Finanz-Experten kritisieren derweil den Hype um GameStop, denn er bedeutet womöglich „den Untergang der Finanzwelt, wie wir sie kennen“, sagte Dirk Müller in einem n-tv-Interview.

„Die Situation ist brandgefährlich“, sagt Müller. Die Kleinanleger hätten seiner Einschätzung nach das Geschäftsmodell der Hedgefonds nicht verstanden. „Die überwiegende Zahl der Hedgefonds, über die wir jetzt diskutieren, hat ein viel ausgewogeneres Geschäftsmodell, als es auf den ersten Blick aussieht. Ich nehme Hedgefonds ungern in Schutz, ich halte das Geschäftsmodell des Leerverkaufens für gefährlich. Aber man muss das ganze Modell verstehen“, so Müller im Interview.

Aber die Kettenreaktion, die solche Aktionen auslösen, betreffen nicht nur die Hedgefonds. „Da hängt die komplette Altersversorgung dran, da hängen die Pensionskassen dran. Die Jungs zerstören die Altersvorsorge ihrer Eltern und Großeltern“, so Müller weiter.

Die Börse sei zum „Kriegsschauplatz“ geworden, es gehe nicht mehr darum, in gute Unternehmen zu investieren. „Es geht darum, dass sich Leute hier verabreden, um damit Profit zu machen“, sagt Müller. Hier seien die Kleinanleger auch nicht besser, als die großen Finanzfirmen, welche die Märkte „zum Nachteil der Anleger manipulieren“. 

„Wir müssen insgesamt zurück zu einer nachhaltigen Aktienkultur zum Wohle aller Beteiligten“, plädiert Müller.

Jeff Carlson, Gastkommentator bei Epoch Times, geht ebenfalls hart mit GameStop ins Gericht. Carlson findet nicht, dass das Unternehmen „es verdient, auch nur annähernd so hoch gehandelt zu werden wie in den letzten Tagen“.

Allerdings bewertet er diese Meinung als solche – eine Meinung, die keine Bewertung eines Unternehmens darstellt. Selbst die Bewertung eines Unternehmens an der Börse bleibe immer subjektiv, sagt Carlson, sie wird „am besten in einer freien Marktumgebung im Laufe der Zeit bestimmt“.

Laut Carlson gehe es jetzt auch darum, was GameStop mit dem Hype anfängt. Das Unternehmen könnte seiner derzeitigen hohen Bewertung sogar gerecht werden, „vielleicht durch einen Wechsel zu einer Online-Plattform oder eine grundlegende Änderung der Art und Weise, wie sie ihr Geschäft betreiben“.

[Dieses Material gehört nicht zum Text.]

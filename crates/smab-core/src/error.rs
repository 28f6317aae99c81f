//! Error types for SMAB core primitives.

use thiserror::Error;

/// Errors raised by the cryptographic primitives.
#[derive(Debug, Error, PartialEq, Eq)]
pub enum CoreError {
    /// Signature did not verify against the given key and message.
    #[error("invalid signature")]
    InvalidSignature,

    /// Bytes do not describe a usable Ed25519 public key.
    #[error("invalid public key: {0}")]
    InvalidPublicKey(String),

    /// AEAD tag mismatch. Wrong key, wrong associated data and tampered
    /// ciphertext are deliberately reported as the same failure.
    #[error("authentication failure")]
    AuthenticationFailure,

    /// The cipher refused to encrypt (buffer too large for the construction).
    #[error("encryption error: {0}")]
    EncryptionError(String),

    /// Key derivation was asked for an impossible output.
    #[error("key derivation error: {0}")]
    KeyDerivationError(String),

    /// A content hash is empty or contains a separator character.
    #[error("invalid content hash: {0:?}")]
    InvalidContentHash(String),

    /// A fixed-length value had the wrong length.
    #[error("invalid length for {what}: expected {expected}, got {actual}")]
    InvalidLength {
        what: &'static str,
        expected: usize,
        actual: usize,
    },
}

/// Result type for core operations.
pub type Result<T> = std::result::Result<T, CoreError>;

„Es ist nicht so wichtig, was der Weg zum Erfolg sein könnte, sondern vielmehr, dass es möglich ist“, so der Finanz-Experte.

„Aktienblasen und Marktblasen sind ein Teil der Märkte. Das war schon immer so und wird auch immer so sein. Und es gibt fast immer einen Grund, warum eine Blase überhaupt entsteht, auch wenn dieser Grund vielleicht erst nach Jahren sichtbar wird“, schlussfolgert Carlson.